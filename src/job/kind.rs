// Operation kinds and their argument builders

use std::fmt;
use std::str::FromStr;

use chrono::{NaiveDateTime, NaiveTime};
use once_cell::sync::Lazy;
use regex::Regex;
use serde::Serialize;

use super::form::JobForm;
use crate::output::errors::PanelError;

/// `hh:mm[:ss]`
static AT_TIME_CLOCK: Lazy<Regex> =
    Lazy::new(|| Regex::new(r"^([0-2]\d)(:[0-5]\d){1,2}$").expect("valid at-time regex"));

/// `yyyy-mm-dd hh:mm[:ss]`
static AT_TIME_DATED: Lazy<Regex> = Lazy::new(|| {
    Regex::new(r"^\d{4}-[01]\d-[0-3]\d [0-2]\d:[0-5]\d(:[0-5]\d)?$").expect("valid at-time regex")
});

/// The supported remote operations
#[derive(Debug, Clone, Copy, PartialEq, Eq, Hash, PartialOrd, Ord, Serialize)]
#[serde(rename_all = "kebab-case")]
pub enum OperationKind {
    RunCommands,
    DeviceInfo,
    HealthCheck,
    InterfaceErrors,
    DiffConfig,
    CommitSet,
    FileTransfer,
    ShellCommand,
    ShowCompare,
}

impl OperationKind {
    /// Stable identifier used on the command line and by external tools
    pub fn slug(&self) -> &'static str {
        match self {
            OperationKind::RunCommands => "run-commands",
            OperationKind::DeviceInfo => "device-info",
            OperationKind::HealthCheck => "health-check",
            OperationKind::InterfaceErrors => "interface-errors",
            OperationKind::DiffConfig => "diff-config",
            OperationKind::CommitSet => "commit-set",
            OperationKind::FileTransfer => "file-transfer",
            OperationKind::ShellCommand => "shell-command",
            OperationKind::ShowCompare => "show-compare",
        }
    }

    /// Menu label, also the value persisted in template files
    pub fn label(&self) -> &'static str {
        operation_spec(*self).label
    }
}

impl fmt::Display for OperationKind {
    fn fmt(&self, f: &mut fmt::Formatter<'_>) -> fmt::Result {
        f.write_str(self.slug())
    }
}

impl FromStr for OperationKind {
    type Err = String;

    fn from_str(s: &str) -> Result<Self, Self::Err> {
        let s = s.trim();
        OPERATIONS
            .iter()
            .find(|spec| spec.kind.slug() == s || spec.label.eq_ignore_ascii_case(s))
            .map(|spec| spec.kind)
            .ok_or_else(|| format!("unknown operation '{}'", s))
    }
}

/// Reply format requested for operational commands
#[derive(Debug, Clone, Copy, PartialEq, Eq, Default, Serialize)]
#[serde(rename_all = "lowercase")]
pub enum ReplyFormat {
    #[default]
    Text,
    Xml,
}

impl ReplyFormat {
    pub fn as_str(&self) -> &'static str {
        match self {
            ReplyFormat::Text => "text",
            ReplyFormat::Xml => "xml",
        }
    }
}

/// How a configuration diff is presented
#[derive(Debug, Clone, Copy, PartialEq, Eq, Default, Serialize)]
#[serde(rename_all = "lowercase")]
pub enum DiffMode {
    #[default]
    Set,
    Stanza,
}

impl DiffMode {
    pub fn as_str(&self) -> &'static str {
        match self {
            DiffMode::Set => "set",
            DiffMode::Stanza => "stanza",
        }
    }

    pub fn label(&self) -> &'static str {
        match self {
            DiffMode::Set => "Set",
            DiffMode::Stanza => "Stanza",
        }
    }
}

impl FromStr for DiffMode {
    type Err = String;

    fn from_str(s: &str) -> Result<Self, Self::Err> {
        match s.trim().to_lowercase().as_str() {
            "set" => Ok(DiffMode::Set),
            "stanza" => Ok(DiffMode::Stanza),
            other => Err(format!("unknown diff mode '{}'", other)),
        }
    }
}

/// File transfer direction relative to the operator's machine
#[derive(Debug, Clone, Copy, PartialEq, Eq, Default, Serialize)]
#[serde(rename_all = "lowercase")]
pub enum TransferDirection {
    #[default]
    Push,
    Pull,
}

impl TransferDirection {
    pub fn as_str(&self) -> &'static str {
        match self {
            TransferDirection::Push => "push",
            TransferDirection::Pull => "pull",
        }
    }

    pub fn label(&self) -> &'static str {
        match self {
            TransferDirection::Push => "Push",
            TransferDirection::Pull => "Pull",
        }
    }
}

impl FromStr for TransferDirection {
    type Err = String;

    fn from_str(s: &str) -> Result<Self, Self::Err> {
        match s.trim().to_lowercase().as_str() {
            "push" => Ok(TransferDirection::Push),
            "pull" => Ok(TransferDirection::Pull),
            other => Err(format!("unknown transfer direction '{}'", other)),
        }
    }
}

/// Argument bundle handed to the operation, shaped by the operation kind
#[derive(Debug, Clone, PartialEq, Eq, Serialize)]
#[serde(tag = "kind", rename_all = "snake_case")]
pub enum OperationArgs {
    RunCommands {
        commands: String,
        format: ReplyFormat,
        xpath: bool,
    },
    /// device-info, health-check and interface-errors take nothing
    Empty,
    DiffConfig {
        target: String,
        mode: DiffMode,
    },
    CommitSet {
        commands: String,
        check_only: bool,
        synchronize: bool,
        comment: Option<String>,
        /// Rollback window in seconds
        confirmed: Option<u32>,
        at_time: Option<String>,
        blank: bool,
    },
    FileTransfer {
        source: String,
        destination: String,
        direction: TransferDirection,
        multi: bool,
    },
    ShellCommand {
        command: String,
    },
    ShowCompare {
        commands: String,
    },
}

type ArgBuilder = fn(&JobForm, &[String]) -> Result<OperationArgs, PanelError>;

/// One row of the dispatch table: kind, menu label and argument builder
pub struct OperationSpec {
    pub kind: OperationKind,
    pub label: &'static str,
    /// Whether the first-argument field must be filled in
    pub needs_input: bool,
    pub build: ArgBuilder,
}

/// Every operation, in menu order
pub static OPERATIONS: [OperationSpec; 9] = [
    OperationSpec {
        kind: OperationKind::DiffConfig,
        label: "Diff Config",
        needs_input: true,
        build: build_diff_config,
    },
    OperationSpec {
        kind: OperationKind::RunCommands,
        label: "Operational Command(s)",
        needs_input: true,
        build: build_run_commands,
    },
    OperationSpec {
        kind: OperationKind::FileTransfer,
        label: "SCP Files",
        needs_input: true,
        build: build_file_transfer,
    },
    OperationSpec {
        kind: OperationKind::CommitSet,
        label: "Set Command(s)",
        needs_input: true,
        build: build_commit_set,
    },
    OperationSpec {
        kind: OperationKind::ShellCommand,
        label: "Shell Command(s)",
        needs_input: true,
        build: build_shell_command,
    },
    OperationSpec {
        kind: OperationKind::ShowCompare,
        label: "Show | Compare",
        needs_input: true,
        build: build_show_compare,
    },
    OperationSpec {
        kind: OperationKind::DeviceInfo,
        label: "Device Info",
        needs_input: false,
        build: build_empty,
    },
    OperationSpec {
        kind: OperationKind::HealthCheck,
        label: "Health Check",
        needs_input: false,
        build: build_empty,
    },
    OperationSpec {
        kind: OperationKind::InterfaceErrors,
        label: "Interface Errors",
        needs_input: false,
        build: build_empty,
    },
];

/// Look up the table row for a kind
pub fn operation_spec(kind: OperationKind) -> &'static OperationSpec {
    OPERATIONS
        .iter()
        .find(|spec| spec.kind == kind)
        .unwrap_or_else(|| unreachable!("every kind has a row in OPERATIONS"))
}

fn build_empty(_form: &JobForm, _hosts: &[String]) -> Result<OperationArgs, PanelError> {
    Ok(OperationArgs::Empty)
}

fn build_run_commands(form: &JobForm, _hosts: &[String]) -> Result<OperationArgs, PanelError> {
    Ok(OperationArgs::RunCommands {
        commands: form.first_argument.trim().to_string(),
        format: if form.xml_format {
            ReplyFormat::Xml
        } else {
            ReplyFormat::Text
        },
        xpath: false,
    })
}

fn build_diff_config(form: &JobForm, _hosts: &[String]) -> Result<OperationArgs, PanelError> {
    Ok(OperationArgs::DiffConfig {
        target: form.first_argument.trim().to_string(),
        mode: form.diff_mode,
    })
}

fn build_file_transfer(form: &JobForm, hosts: &[String]) -> Result<OperationArgs, PanelError> {
    let destination = form.transfer_destination.trim();
    if destination.is_empty() {
        return Err(PanelError::validation(
            "SCPDest",
            "A file transfer needs both a source and a destination.",
        ));
    }

    Ok(OperationArgs::FileTransfer {
        source: form.first_argument.trim().to_string(),
        destination: destination.to_string(),
        direction: form.transfer_direction,
        multi: hosts.len() > 1,
    })
}

fn build_shell_command(form: &JobForm, _hosts: &[String]) -> Result<OperationArgs, PanelError> {
    Ok(OperationArgs::ShellCommand {
        command: form.first_argument.trim().to_string(),
    })
}

fn build_show_compare(form: &JobForm, _hosts: &[String]) -> Result<OperationArgs, PanelError> {
    Ok(OperationArgs::ShowCompare {
        commands: form.first_argument.trim().to_string(),
    })
}

fn build_commit_set(form: &JobForm, _hosts: &[String]) -> Result<OperationArgs, PanelError> {
    let flags = &form.commit;

    let at_time = if flags.at {
        let value = form.commit_at_time.trim();
        if !is_valid_at_time(value) {
            return Err(PanelError::validation(
                "CommitAtTime",
                "The time value for commit at was not valid. It must be one of two formats \
                 (seconds are optional): 'hh:mm[:ss]' or 'yyyy-mm-dd hh:mm[:ss]'",
            ));
        }
        Some(value.to_string())
    } else {
        None
    };

    let comment = if flags.comment {
        let value = form.commit_comment.as_str();
        if value.is_empty() || value.contains('"') {
            return Err(PanelError::validation(
                "CommitCommentValue",
                "If commenting on the commit, you must specify a string, and it cannot \
                 contain double-quotes (\").",
            ));
        }
        Some(value.to_string())
    } else {
        None
    };

    let confirmed = if flags.confirmed {
        Some(confirmed_seconds(&form.commit_confirmed_minutes)?)
    } else {
        None
    };

    Ok(OperationArgs::CommitSet {
        commands: form.first_argument.trim().to_string(),
        check_only: flags.check,
        synchronize: flags.synchronize,
        comment,
        confirmed,
        at_time,
        blank: flags.blank,
    })
}

/// Convert the confirmed-minutes field into the rollback window in seconds
fn confirmed_seconds(minutes: &str) -> Result<u32, PanelError> {
    let invalid = || {
        PanelError::validation(
            "CommitConfirmedMin",
            "A Commit Confirmed value must be an integer between 1 and 60 minutes.",
        )
    };

    let minutes: u32 = minutes.trim().parse().map_err(|_| invalid())?;
    if !(1..=60).contains(&minutes) {
        return Err(invalid());
    }
    Ok(minutes * 60)
}

/// Accepts `hh:mm[:ss]` or `yyyy-mm-dd hh:mm[:ss]` naming a real time of day
pub fn is_valid_at_time(value: &str) -> bool {
    if AT_TIME_CLOCK.is_match(value) {
        return NaiveTime::parse_from_str(value, "%H:%M:%S").is_ok()
            || NaiveTime::parse_from_str(value, "%H:%M").is_ok();
    }
    if AT_TIME_DATED.is_match(value) {
        return NaiveDateTime::parse_from_str(value, "%Y-%m-%d %H:%M:%S").is_ok()
            || NaiveDateTime::parse_from_str(value, "%Y-%m-%d %H:%M").is_ok();
    }
    false
}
::::::
Task to carry out: Would you please return every line in the listing where "FileTransfer" shows up?

Task response:
    FileTransfer,
            OperationKind::FileTransfer => "file-transfer",
    FileTransfer {
        kind: OperationKind::FileTransfer,
    Ok(OperationArgs::FileTransfer {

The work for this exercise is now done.